PROBLEM TO WORK ON: Find the word "inside" in the records and copy every line where it occurs.

[Records drawn from a dataset]
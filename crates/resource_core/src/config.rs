//! Application configuration loaded from TOML.
//!
//! # Invariants
//! - Every field has a default, so an empty document is a valid config.
//! - Mutations run inside transactions unless explicitly disabled.

use crate::logging::default_log_level;
use serde::{Deserialize, Serialize};
use std::error::Error;
use std::fmt::{Display, Formatter};
use std::path::{Path, PathBuf};

/// Dispatcher transaction settings.
#[derive(Debug, Clone, PartialEq, Eq, Serialize, Deserialize)]
#[serde(default)]
pub struct DispatchConfig {
    /// Whether create/update/delete run inside a transaction.
    pub use_transactions: bool,
    /// Connection used for transactions; `None` selects the default one.
    pub connection: Option<String>,
}

impl Default for DispatchConfig {
    fn default() -> Self {
        Self {
            use_transactions: true,
            connection: None,
        }
    }
}

/// Database location. `path = None` opens an in-memory database.
#[derive(Debug, Clone, Default, PartialEq, Eq, Serialize, Deserialize)]
#[serde(default)]
pub struct DatabaseConfig {
    pub path: Option<PathBuf>,
}

/// File logging settings. Logging stays off when `dir` is unset.
#[derive(Debug, Clone, PartialEq, Eq, Serialize, Deserialize)]
#[serde(default)]
pub struct LoggingConfig {
    pub level: String,
    pub dir: Option<PathBuf>,
}

impl Default for LoggingConfig {
    fn default() -> Self {
        Self {
            level: default_log_level().to_string(),
            dir: None,
        }
    }
}

#[derive(Debug, Clone, Default, PartialEq, Eq, Serialize, Deserialize)]
#[serde(default)]
pub struct AppConfig {
    pub database: DatabaseConfig,
    pub logging: LoggingConfig,
    pub dispatch: DispatchConfig,
}

impl AppConfig {
    /// Reads and parses a TOML config file.
    pub fn from_file(path: impl AsRef<Path>) -> Result<Self, ConfigError> {
        let path = path.as_ref();
        let content = std::fs::read_to_string(path).map_err(|source| ConfigError::Io {
            path: path.to_path_buf(),
            source,
        })?;
        Self::from_toml_str(&content)
    }

    pub fn from_toml_str(content: &str) -> Result<Self, ConfigError> {
        toml::from_str(content).map_err(ConfigError::Parse)
    }
}

#[derive(Debug)]
pub enum ConfigError {
    Io {
        path: PathBuf,
        source: std::io::Error,
    },
    Parse(toml::de::Error),
}

impl Display for ConfigError {
    fn fmt(&self, f: &mut Formatter<'_>) -> std::fmt::Result {
        match self {
            Self::Io { path, source } => {
                write!(f, "failed to read config `{}`: {source}", path.display())
            }
            Self::Parse(err) => write!(f, "invalid config: {err}"),
        }
    }
}

impl Error for ConfigError {
    fn source(&self) -> Option<&(dyn Error + 'static)> {
        match self {
            Self::Io { source, .. } => Some(source),
            Self::Parse(err) => Some(err),
        }
    }
}
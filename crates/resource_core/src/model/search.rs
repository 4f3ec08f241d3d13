//! Search parameters for the read path.

use serde::{Deserialize, Serialize};
use std::collections::BTreeMap;

const PAGE_DEFAULT_LIMIT: u32 = 20;
const PAGE_LIMIT_MAX: u32 = 100;

/// Query specification handed to `Store::query` untouched.
#[derive(Debug, Clone, Default, PartialEq, Serialize, Deserialize)]
pub struct SearchParameters {
    /// Exact-match attribute filters, keyed by attribute name.
    #[serde(default)]
    pub filter: BTreeMap<String, serde_json::Value>,
    /// Page size. Defaults to 20 and clamps to 100.
    #[serde(default)]
    pub limit: Option<u32>,
    #[serde(default)]
    pub offset: u32,
}

impl SearchParameters {
    /// Adds one exact-match attribute filter.
    pub fn with_filter(mut self, key: impl Into<String>, value: serde_json::Value) -> Self {
        self.filter.insert(key.into(), value);
        self
    }
}

/// Index request: the resource type being listed plus its parameters.
#[derive(Debug, Clone, PartialEq)]
pub struct IndexRequest {
    pub resource_type: String,
    pub parameters: SearchParameters,
}

impl IndexRequest {
    pub fn new(resource_type: impl Into<String>, parameters: SearchParameters) -> Self {
        Self {
            resource_type: resource_type.into(),
            parameters,
        }
    }
}

/// Normalizes a page limit.
pub fn normalize_page_limit(limit: Option<u32>) -> u32 {
    match limit {
        Some(0) | None => PAGE_DEFAULT_LIMIT,
        Some(value) if value > PAGE_LIMIT_MAX => PAGE_LIMIT_MAX,
        Some(value) => value,
    }
}

#[cfg(test)]
mod tests {
    use super::normalize_page_limit;

    #[test]
    fn page_limit_defaults_and_clamps() {
        assert_eq!(normalize_page_limit(None), 20);
        assert_eq!(normalize_page_limit(Some(0)), 20);
        assert_eq!(normalize_page_limit(Some(7)), 7);
        assert_eq!(normalize_page_limit(Some(500)), 100);
    }
}
//! SQLite storage bootstrap and schema migration entry points.
//!
//! # Responsibility
//! - Open and configure SQLite connections used by the default collaborators.
//! - Apply schema migrations in deterministic order.
//!
//! # Invariants
//! - Migration version is tracked via `PRAGMA user_version`.
//! - Records must not be read or written before migrations succeed.

use std::error::Error;
use std::fmt::{Display, Formatter};

pub mod migrations;
mod open;

pub use open::{open_db, open_db_in_memory};

pub type DbResult<T> = Result<T, DbError>;

#[derive(Debug)]
pub enum DbError {
    Sqlite(rusqlite::Error),
    UnsupportedSchemaVersion {
        db_version: u32,
        latest_supported: u32,
    },
    /// A named connection was requested but never registered.
    UnknownConnection(String),
}

impl Display for DbError {
    fn fmt(&self, f: &mut Formatter<'_>) -> std::fmt::Result {
        match self {
            Self::Sqlite(err) => write!(f, "{err}"),
            Self::UnsupportedSchemaVersion {
                db_version,
                latest_supported,
            } => write!(
                f,
                "database schema version {db_version} is newer than supported {latest_supported}"
            ),
            Self::UnknownConnection(name) => write!(f, "database connection `{name}` is not configured"),
        }
    }
}

impl Error for DbError {
    fn source(&self) -> Option<&(dyn Error + 'static)> {
        match self {
            Self::Sqlite(err) => Some(err),
            Self::UnsupportedSchemaVersion { .. } | Self::UnknownConnection(_) => None,
        }
    }
}

impl From<rusqlite::Error> for DbError {
    fn from(value: rusqlite::Error) -> Self {
        Self::Sqlite(value)
    }
}
//! Service container used to resolve hydrators by identifier.
//!
//! Resolution runs once, when a dispatcher is built; the dispatcher keeps the
//! resolved handle afterwards.

use crate::error::{DispatchError, DispatchResult};
use crate::hydrator::Hydrator;
use std::collections::BTreeMap;
use std::error::Error;
use std::fmt::{Display, Formatter};
use std::sync::Arc;

/// Capability surface of a registered service.
///
/// Services opt into capabilities by overriding the matching accessor.
pub trait ContainerService {
    fn as_hydrator(self: Arc<Self>) -> Option<Arc<dyn Hydrator>> {
        None
    }
}

/// Registration errors.
#[derive(Debug, Clone, PartialEq, Eq)]
pub enum ServiceContainerError {
    InvalidServiceId(String),
    DuplicateServiceId(String),
}

impl Display for ServiceContainerError {
    fn fmt(&self, f: &mut Formatter<'_>) -> std::fmt::Result {
        match self {
            Self::InvalidServiceId(value) => write!(f, "service id is invalid: `{value}`"),
            Self::DuplicateServiceId(value) => {
                write!(f, "service id already registered: `{value}`")
            }
        }
    }
}

impl Error for ServiceContainerError {}

/// In-process service registry.
#[derive(Default)]
pub struct ServiceContainer {
    services: BTreeMap<String, Arc<dyn ContainerService>>,
}

impl ServiceContainer {
    pub fn new() -> Self {
        Self::default()
    }

    /// Registers one service under a trimmed id.
    pub fn register(
        &mut self,
        id: &str,
        service: Arc<dyn ContainerService>,
    ) -> Result<(), ServiceContainerError> {
        let id = id.trim().to_string();
        if !is_valid_service_id(&id) {
            return Err(ServiceContainerError::InvalidServiceId(id));
        }
        if self.services.contains_key(&id) {
            return Err(ServiceContainerError::DuplicateServiceId(id));
        }
        self.services.insert(id, service);
        Ok(())
    }

    pub fn len(&self) -> usize {
        self.services.len()
    }

    pub fn is_empty(&self) -> bool {
        self.services.is_empty()
    }

    pub fn get(&self, id: &str) -> Option<Arc<dyn ContainerService>> {
        self.services.get(id.trim()).cloned()
    }

    /// Resolves `id` to a hydrator.
    ///
    /// # Errors
    /// - Runtime error when `id` is not registered.
    /// - Runtime error when the service lacks the hydrator capability.
    pub fn resolve_hydrator(&self, id: &str) -> DispatchResult<Arc<dyn Hydrator>> {
        let id = id.trim();
        let service = self
            .get(id)
            .ok_or_else(|| DispatchError::runtime(format!("service `{id}` is not registered")))?;
        service
            .as_hydrator()
            .ok_or_else(|| DispatchError::runtime(format!("service `{id}` is not a hydrator")))
    }
}

fn is_valid_service_id(value: &str) -> bool {
    !value.is_empty()
        && value
            .chars()
            .all(|c| c.is_ascii_alphanumeric() || matches!(c, '_' | '-' | '.' | ':'))
}

#[cfg(test)]
mod tests {
    use super::{ContainerService, ServiceContainer, ServiceContainerError};
    use crate::hydrator::SqliteHydrator;
    use std::sync::Arc;

    struct Mailer;

    impl ContainerService for Mailer {}

    #[test]
    fn register_rejects_invalid_and_duplicate_ids() {
        let mut container = ServiceContainer::new();
        let err = container
            .register("  ", Arc::new(Mailer))
            .expect_err("blank id must fail");
        assert_eq!(err, ServiceContainerError::InvalidServiceId(String::new()));

        container
            .register("mailer", Arc::new(Mailer))
            .expect("first registration");
        let err = container
            .register(" mailer ", Arc::new(Mailer))
            .expect_err("duplicate id must fail");
        assert_eq!(
            err,
            ServiceContainerError::DuplicateServiceId("mailer".to_string())
        );
        assert_eq!(container.len(), 1);
    }

    #[test]
    fn resolves_registered_hydrator() {
        let mut container = ServiceContainer::new();
        container
            .register("hydrators.posts", Arc::new(SqliteHydrator::new("posts")))
            .expect("register hydrator");
        assert!(container.resolve_hydrator("hydrators.posts").is_ok());
    }

    #[test]
    fn non_hydrator_service_error_names_the_service() {
        let mut container = ServiceContainer::new();
        container
            .register("mailer", Arc::new(Mailer))
            .expect("register mailer");
        let err = container
            .resolve_hydrator("mailer")
            .err()
            .expect("mailer is not a hydrator");
        assert!(err.to_string().contains("mailer"));
    }
}
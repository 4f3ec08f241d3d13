//! Resource payload, persisted record, and search parameter shapes.
//!
//! # Responsibility
//! - Define the values routed between dispatcher and collaborators.
//! - Keep payload validation next to the payload type.
//!
//! # Invariants
//! - Every persisted record is identified by a stable `RecordId`.
//! - The dispatcher never mutates payloads; hydrators own record mutation.

pub mod resource;
pub mod search;
//! Read-path collaborator.

use crate::error::DispatchResult;
use crate::model::resource::Record;
use crate::model::search::SearchParameters;
use crate::repo::record_repo::{RecordRepository, SqliteRecordRepository};
use rusqlite::Connection;

/// Query execution for index requests.
pub trait Store {
    fn query(
        &self,
        conn: &Connection,
        resource_type: &str,
        parameters: &SearchParameters,
    ) -> DispatchResult<Vec<Record>>;
}

/// Store backed by the `resources` table.
#[derive(Debug, Clone, Copy, Default)]
pub struct SqliteStore;

impl Store for SqliteStore {
    fn query(
        &self,
        conn: &Connection,
        resource_type: &str,
        parameters: &SearchParameters,
    ) -> DispatchResult<Vec<Record>> {
        let records = SqliteRecordRepository::new(conn).list_records(resource_type, parameters)?;
        Ok(records)
    }
}
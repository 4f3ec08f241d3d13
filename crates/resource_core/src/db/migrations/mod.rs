//! SQLite migration registry and executor.
//!
//! # Invariants
//! - `version` values must remain monotonic.
//! - Applied migration version is mirrored to `PRAGMA user_version`.

use crate::db::{DbError, DbResult};
use log::info;
use rusqlite::Connection;

#[derive(Debug, Clone, Copy)]
struct Migration {
    version: u32,
    sql: &'static str,
}

const MIGRATIONS: &[Migration] = &[
    Migration {
        version: 1,
        sql: include_str!("0001_resources.sql"),
    },
    Migration {
        version: 2,
        sql: include_str!("0002_resource_type_index.sql"),
    },
];

/// Returns the latest migration version known by this binary.
pub fn latest_version() -> u32 {
    MIGRATIONS.last().map_or(0, |migration| migration.version)
}

/// Applies all pending migrations in a single transaction.
pub fn apply_migrations(conn: &mut Connection) -> DbResult<()> {
    let current_version = current_user_version(conn)?;
    let latest = latest_version();

    if current_version > latest {
        return Err(DbError::UnsupportedSchemaVersion {
            db_version: current_version,
            latest_supported: latest,
        });
    }

    if current_version == latest {
        return Ok(());
    }

    let tx = conn.transaction()?;
    for migration in MIGRATIONS
        .iter()
        .filter(|migration| migration.version > current_version)
    {
        tx.execute_batch(migration.sql)?;
        tx.execute_batch(&format!("PRAGMA user_version = {};", migration.version))?;
    }
    tx.commit()?;

    info!("event=db_migrate module=db status=ok from={current_version} to={latest}");
    Ok(())
}

fn current_user_version(conn: &Connection) -> DbResult<u32> {
    let version = conn.query_row("PRAGMA user_version;", [], |row| row.get::<_, u32>(0))?;
    Ok(version)
}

RESPONSE:
//! - Mutations run inside transactions unless explicitly disabled.
    /// Whether create/update/delete run inside a transaction.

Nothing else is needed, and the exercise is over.